While they do use Bluetooth, they’ll also work just fine with an auxiliary cable to plug into in-flight entertainment. Just know you do need to charge them if you want the cat ears to light up.

To buy: PowerLocus Wireless Kids’ Headphones $26;

iHome Aquio Double Wall Steel Insulated Hydration Bottle


If you’re wondering why this insulated water bottle is so pricey, that’s because it has a removable Bluetooth speaker in the base. This comes in handy if you’re staying at a hotel or taking a beach vacation and want to play some tunes.

The speaker is waterproof so you can rock out at the beach or pool. But if you just want to use it for water (it’s double-wall insulated), you can remove the speaker and the steel water bottle works normally without it.

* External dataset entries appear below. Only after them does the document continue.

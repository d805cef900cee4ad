//! CFG builder (L2, phase two)
//!
//! Generates typed control flow edges over the lowered BFG skeleton:
//! - linear blocks flow Normal to their successor
//! - conditions branch True/False (False goes to the merge block when
//!   there is no else branch)
//! - loops: header → body (TrueBranch), single LoopBack via the latch,
//!   header → post-loop (FalseBranch); Break/Continue/Return get explicit
//!   edges to loop-exit / loop-header / function-exit
//! - every throwing block inside a try scope gets one Exception edge per
//!   enclosing catch handler (nested try = union of all enclosing catches)
//! - Suspend flows Normal to its Resume and Exception to enclosing catches
//! - a generator's Dispatcher fans out Normal edges per its dispatch table
//!
//! Silent partial output is forbidden: a BFG/CFG mismatch raises
//! `IrCorruption` and aborts the snapshot commit for this unit.

use std::collections::HashMap;

use crate::features::flow_graph::domain::{CfgEdge, CfgEdgeKind, ControlFlowGraph};
use crate::features::flow_graph::infrastructure::lowering::{
    entry_of, FunctionLowering, Structure, TerminatorKind,
};
use crate::shared::models::{AtlasError, Result};

pub struct CfgBuilder;

impl CfgBuilder {
    /// Build the CFG for one lowered function.
    pub fn build(lowering: &FunctionLowering) -> Result<ControlFlowGraph> {
        let bfg = &lowering.bfg;
        if bfg.blocks.is_empty()
            || bfg.get_block(&bfg.entry_block_id).is_none()
            || bfg.get_block(&bfg.exit_block_id).is_none()
        {
            return Err(AtlasError::ir_corruption(format!(
                "flow blocks for {} lack an enclosing graph",
                bfg.function_id
            )));
        }

        let mut gen = EdgeGen {
            edges: Vec::new(),
            exit_id: bfg.exit_block_id.clone(),
            loop_stack: Vec::new(),
            catch_stack: Vec::new(),
        };

        let exit = bfg.exit_block_id.clone();
        let body_entry = gen.gen_seq(&lowering.body, &exit);

        // The skeleton's entry must resolve to a known block; a dangling
        // entry means the two phases disagree about the function's shape.
        if !lowering.body.is_empty() && bfg.get_block(&body_entry).is_none() {
            return Err(AtlasError::ir_corruption(format!(
                "no control flow graph produced for non-empty flow blocks of {}",
                bfg.function_id
            )));
        }

        match &lowering.dispatcher_id {
            Some(dispatcher) => {
                gen.edge(&bfg.entry_block_id, dispatcher, CfgEdgeKind::Normal);
                if let Some(table) = bfg
                    .get_block(dispatcher)
                    .and_then(|b| b.dispatch_table.as_ref())
                {
                    for target in table.values() {
                        gen.edge(dispatcher, target, CfgEdgeKind::Normal);
                    }
                }
            }
            None => {
                gen.edge(&bfg.entry_block_id, &body_entry, CfgEdgeKind::Normal);
            }
        }

        let mut cfg = ControlFlowGraph {
            id: format!("{}:cfg", bfg.function_id),
            function_id: bfg.function_id.clone(),
            entry_block_id: bfg.entry_block_id.clone(),
            exit_block_id: bfg.exit_block_id.clone(),
            blocks: bfg.blocks.clone(),
            edges: gen.edges,
            predecessors: HashMap::new(),
            successors: HashMap::new(),
        };
        cfg.rebuild_adjacency();
        Ok(cfg)
    }
}

struct LoopCtx {
    header: String,
    after: String,
}

struct EdgeGen {
    edges: Vec<CfgEdge>,
    exit_id: String,
    loop_stack: Vec<LoopCtx>,
    /// Stack of enclosing catch handler lists (innermost last)
    catch_stack: Vec<Vec<String>>,
}

impl EdgeGen {
    fn edge(&mut self, from: &str, to: &str, kind: CfgEdgeKind) {
        let edge = CfgEdge {
            source_block_id: from.to_string(),
            target_block_id: to.to_string(),
            kind,
        };
        if !self.edges.contains(&edge) {
            self.edges.push(edge);
        }
    }

    /// Normal edge, rewritten to LoopBack when it targets the innermost
    /// loop header (the latch's back edge).
    fn normal_edge(&mut self, from: &str, to: &str) {
        let kind = match self.loop_stack.last() {
            Some(ctx) if ctx.header == to => CfgEdgeKind::LoopBack,
            _ => CfgEdgeKind::Normal,
        };
        self.edge(from, to, kind);
    }

    /// One Exception edge per enclosing catch handler (union across all
    /// nested try scopes).
    fn exception_edges(&mut self, from: &str) {
        let targets: Vec<String> = self
            .catch_stack
            .iter()
            .flat_map(|catches| catches.iter().cloned())
            .collect();
        for target in targets {
            self.edge(from, &target, CfgEdgeKind::Exception);
        }
    }

    /// Generate edges for a sequence; returns the sequence's entry block
    /// (or `next` when the sequence is empty).
    fn gen_seq(&mut self, seq: &[Structure], next: &str) -> String {
        let mut next_id = next.to_string();
        for s in seq.iter().rev() {
            self.gen(s, &next_id);
            next_id = entry_of(s).to_string();
        }
        next_id
    }

    fn gen(&mut self, s: &Structure, next: &str) {
        match s {
            Structure::Linear { block } => {
                self.exception_edges(block);
                self.normal_edge(block, next);
            }
            Structure::Terminator { block, kind } => match kind {
                TerminatorKind::Return => {
                    self.exception_edges(block);
                    let exit = self.exit_id.clone();
                    self.edge(block, &exit, CfgEdgeKind::Return);
                }
                TerminatorKind::Raise => {
                    // Caught raises flow to their handlers; an uncaught
                    // throw leaves the block with no successor.
                    self.exception_edges(block);
                }
                TerminatorKind::Break => {
                    if let Some(ctx) = self.loop_stack.last() {
                        let after = ctx.after.clone();
                        self.edge(block, &after, CfgEdgeKind::Break);
                    }
                }
                TerminatorKind::Continue => {
                    if let Some(ctx) = self.loop_stack.last() {
                        let header = ctx.header.clone();
                        self.edge(block, &header, CfgEdgeKind::Continue);
                    }
                }
            },
            Structure::Cond {
                cond,
                then_branch,
                else_branch,
            } => {
                self.exception_edges(cond);
                let then_entry = self.gen_seq(then_branch, next);
                self.edge(cond, &then_entry, CfgEdgeKind::TrueBranch);
                if else_branch.is_empty() {
                    // No else: the false edge goes to the merge block
                    self.edge(cond, next, CfgEdgeKind::FalseBranch);
                } else {
                    let else_entry = self.gen_seq(else_branch, next);
                    self.edge(cond, &else_entry, CfgEdgeKind::FalseBranch);
                }
            }
            Structure::Loop { header, body } => {
                self.loop_stack.push(LoopCtx {
                    header: header.clone(),
                    after: next.to_string(),
                });
                let body_entry = self.gen_seq(body, header);
                self.loop_stack.pop();

                self.edge(header, &body_entry, CfgEdgeKind::TrueBranch);
                self.edge(header, next, CfgEdgeKind::FalseBranch);
            }
            Structure::Try {
                try_block,
                body,
                catches,
                finally,
            } => {
                // Finally receives Normal edges from the preceding try/catch
                // bodies and flows to the function-level successor.
                let after = match finally {
                    Some(f) => f.block.clone(),
                    None => next.to_string(),
                };

                // Catch bodies run outside this try's protection: a raise
                // inside a handler propagates to outer catches only.
                for catch in catches {
                    let catch_entry = self.gen_seq(&catch.body, &after);
                    self.normal_edge(&catch.block, &catch_entry);
                }
                if let Some(f) = finally {
                    let finally_entry = self.gen_seq(&f.body, next);
                    self.normal_edge(&f.block, &finally_entry);
                }

                let catch_ids: Vec<String> = catches.iter().map(|c| c.block.clone()).collect();
                self.catch_stack.push(catch_ids);
                let body_entry = self.gen_seq(body, &after);
                self.catch_stack.pop();

                self.normal_edge(try_block, &body_entry);
            }
            Structure::Await { suspend, resume } => {
                // The awaited computation can reject inside a try scope
                self.exception_edges(suspend);
                self.edge(suspend, resume, CfgEdgeKind::Normal);
                self.normal_edge(resume, next);
            }
        }
    }
}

To buy: iHome Aquio Insulated Hydration Bottle $70;

Bagsmart Travel Electronic Organizer Case


With all the electronic devices we’re carting with us, keeping track of wires and charger plugs—and avoiding huge tangles—is critical. This dual-sided case has dedicated pockets for everything, including portable chargers, and takes up minimal space in my Dagne Dover carry-on backpack or expandable tote. 

To buy: Bagsmart Travel Electronic Organizer Case $16;

Sryesa Large Capacity Folding Travel Bag


This seemingly simple $16 bag is actually expandable, allowing me to maximize space, which is particularly useful when I’m only traveling with carry-ons. A luggage strap in the back gives my shoulder and back a break, and there’s plenty of internal storage.

When you’ve reached your destination and unpacked your bag, you can fold it down to fit inside the external front pocket. I also use this as my gym bag when I’m not traveling. 

To buy: Sryesa Folding Travel Bag $16;

Chmete Luggage Straps


I don’t know about you, but when everyone’s luggage is black, it’s hard to tell which bags are mine without squinting at each airline tag. These bright suitcase straps make it easy for me to identify my family’s luggage in baggage claim so we can get in and out, and I like that the two different sizes in this set work for my checked bag and my smaller carry-on when it gets checked at the gate.